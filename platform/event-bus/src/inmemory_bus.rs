//! In-memory implementation of the EventBus trait for testing and development

use crate::{subject_matches, BusError, BusMessage, BusResult, Delivery, EventBus, Settle, StreamSpec};
use async_trait::async_trait;
use futures::stream::{BoxStream, StreamExt};
use std::collections::{HashMap, VecDeque};
use std::sync::{Arc, Mutex, MutexGuard, PoisonError};
use tokio::sync::Notify;

/// EventBus implementation backed by an in-process append-only log
///
/// Behaves like a durable log with explicit acknowledgement:
/// - each durable name has its own cursor into the log
/// - a nak'd delivery is queued for redelivery with an incremented attempt
/// - several bindings of one durable name share its cursor, so each message
///   goes to one of them
/// - when a binding's stream is dropped, whatever it left unsettled is
///   redelivered to the remaining (or next) binding
///
/// Counters for acks and naks per durable name are exposed for assertions.
///
/// # Example
/// ```rust
/// use event_bus::{EventBus, InMemoryBus, StreamSpec};
/// use futures::StreamExt;
///
/// # async fn example() -> Result<(), Box<dyn std::error::Error>> {
/// let bus = InMemoryBus::new();
/// bus.ensure_stream(&StreamSpec::new("TEST", ["test.>"])).await?;
///
/// let mut stream = bus.subscribe("test.events.>", "reader").await?;
/// bus.publish("test.events.created", b"hello".to_vec()).await?;
///
/// let delivery = stream.next().await.unwrap()?;
/// assert_eq!(delivery.payload(), b"hello");
/// delivery.ack().await?;
/// # Ok(())
/// # }
/// ```
#[derive(Clone, Default)]
pub struct InMemoryBus {
    state: Arc<Mutex<LogState>>,
    wake: Arc<Notify>,
}

#[derive(Default)]
struct LogState {
    streams: Vec<StreamSpec>,
    log: Vec<BusMessage>,
    durables: HashMap<String, DurableCursor>,
    next_binding: u64,
    unavailable: bool,
    closed: bool,
}

struct DurableCursor {
    filter: String,
    /// Next log index to examine
    next: usize,
    redeliver: VecDeque<usize>,
    attempts: HashMap<usize, u64>,
    /// Delivered but unsettled log index -> binding holding it
    outstanding: HashMap<usize, u64>,
    acked: usize,
    nacked: usize,
}

impl DurableCursor {
    fn new(filter: &str) -> Self {
        Self {
            filter: filter.to_string(),
            next: 0,
            redeliver: VecDeque::new(),
            attempts: HashMap::new(),
            outstanding: HashMap::new(),
            acked: 0,
            nacked: 0,
        }
    }
}

enum Pull {
    Ready(Delivery),
    Empty,
    Closed,
}
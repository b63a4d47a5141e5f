//! # Event Consumer
//!
//! Turns the at-least-once deliveries of a durable [`event_bus::EventBus`]
//! subscription into effectively-once handler invocations.
//!
//! Each delivery is decoded, checked against the [`IdempotencyLedger`] for the
//! consumer's durable name, handed to the registered handler with a
//! [`event_bus::CausalContext`], and then acknowledged or rejected according
//! to the outcome. See [`consumer`] for the state machine.
//!
//! ```rust,no_run
//! use event_bus::{EventBus, InMemoryBus, StreamSpec};
//! use event_consumer::{Consumer, HandlerError, InMemoryLedger};
//! use std::sync::Arc;
//!
//! # async fn example() -> Result<(), Box<dyn std::error::Error>> {
//! let bus = InMemoryBus::new();
//! bus.ensure_stream(&StreamSpec::new("USER_EVENTS", ["user.>"])).await?;
//!
//! let consumer = Consumer::<serde_json::Value>::bind(
//!     Arc::new(bus),
//!     "user.created",
//!     "welcome-mailer",
//!     Arc::new(InMemoryLedger::new()),
//!     |ctx, envelope| async move {
//!         tracing::info!(trace_id = %ctx.trace_id(), event_id = %envelope.id(), "welcome");
//!         Ok::<_, HandlerError>(())
//!     },
//! );
//! consumer.start().await?;
//! # Ok(())
//! # }
//! ```

pub mod consumer;
pub mod db;
pub mod dlq;
pub mod ledger;
mod pg_ledger;

pub use consumer::{
    Consumer, ConsumerConfig, Disposition, HandlerError, HandlerFuture, SubscribeError,
};
pub use dlq::{DeadLetterPolicy, DeadLetterRecord};
pub use ledger::{IdempotencyLedger, InMemoryLedger, LedgerError, MarkOutcome, ScopedLedger};
pub use pg_ledger::PgLedger;
//! Idempotency ledger
//!
//! The persisted record of which event ids a durable consumer has finished
//! handling. An entry is written only after the handler succeeds; a repeated
//! write for the same `(scope, event_id)` is a no-op, never an error.

use async_trait::async_trait;
use dashmap::DashMap;
use std::sync::Arc;
use uuid::Uuid;

/// Result of [`IdempotencyLedger::mark_processed`]
#[derive(Debug, Clone, Copy, PartialEq, Eq)]
pub enum MarkOutcome {
    /// A new entry was written
    Recorded,
    /// The entry already existed (concurrent or repeated mark)
    AlreadyMarked,
}

#[derive(Debug, thiserror::Error)]
pub enum LedgerError {
    #[error("ledger storage error: {0}")]
    Storage(#[from] sqlx::Error),

    #[error("ledger unavailable: {0}")]
    Unavailable(String),
}

/// Storage behind the ledger
///
/// `scope` is the durable consumer name; each scope tracks its own entries.
/// Implementations must tolerate concurrent `mark_processed` calls for the same
/// id from independent processes (unique constraint, not read-then-write).
#[async_trait]
pub trait IdempotencyLedger: Send + Sync {
    async fn has_processed(&self, scope: &str, event_id: Uuid) -> Result<bool, LedgerError>;

    async fn mark_processed(&self, scope: &str, event_id: Uuid) -> Result<MarkOutcome, LedgerError>;
}

/// A ledger bound to one durable consumer name
#[derive(Clone)]
pub struct ScopedLedger {
    ledger: Arc<dyn IdempotencyLedger>,
    scope: String,
}

impl ScopedLedger {
    pub fn new(ledger: Arc<dyn IdempotencyLedger>, scope: impl Into<String>) -> Self {
        Self {
            ledger,
            scope: scope.into(),
        }
    }

    pub fn scope(&self) -> &str {
        &self.scope
    }

    pub async fn has_processed(&self, event_id: Uuid) -> Result<bool, LedgerError> {
        self.ledger.has_processed(&self.scope, event_id).await
    }

    pub async fn mark_processed(&self, event_id: Uuid) -> Result<MarkOutcome, LedgerError> {
        self.ledger.mark_processed(&self.scope, event_id).await
    }
}

impl std::fmt::Debug for ScopedLedger {
    fn fmt(&self, f: &mut std::fmt::Formatter<'_>) -> std::fmt::Result {
        f.debug_struct("ScopedLedger").field("scope", &self.scope).finish()
    }
}

/// In-process ledger for tests and local development
///
/// Not crash-durable.
#[derive(Clone, Default)]
pub struct InMemoryLedger {
    entries: Arc<DashMap<(String, Uuid), chrono::DateTime<chrono::Utc>>>,
}

impl InMemoryLedger {
    pub fn new() -> Self {
        Self::default()
    }

    /// Number of entries recorded for `scope`
    pub fn len(&self, scope: &str) -> usize {
        self.entries.iter().filter(|e| e.key().0 == scope).count()
    }

    pub fn is_empty(&self) -> bool {
        self.entries.is_empty()
    }

    pub fn contains(&self, scope: &str, event_id: Uuid) -> bool {
        self.entries.contains_key(&(scope.to_string(), event_id))
    }
}

#[async_trait]
impl IdempotencyLedger for InMemoryLedger {
    async fn has_processed(&self, scope: &str, event_id: Uuid) -> Result<bool, LedgerError> {
        Ok(self.contains(scope, event_id))
    }

    async fn mark_processed(&self, scope: &str, event_id: Uuid) -> Result<MarkOutcome, LedgerError> {
        use dashmap::mapref::entry::Entry;

        match self.entries.entry((scope.to_string(), event_id)) {
            Entry::Occupied(_) => Ok(MarkOutcome::AlreadyMarked),
            Entry::Vacant(slot) => {
                slot.insert(chrono::Utc::now());
                Ok(MarkOutcome::Recorded)
            }
        }
    }
}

══════

▶ [Work to be completed] Say how many lines in the entries include the string "DurableCursor", and write nothing besides that number.

▶ [Response to the task] 3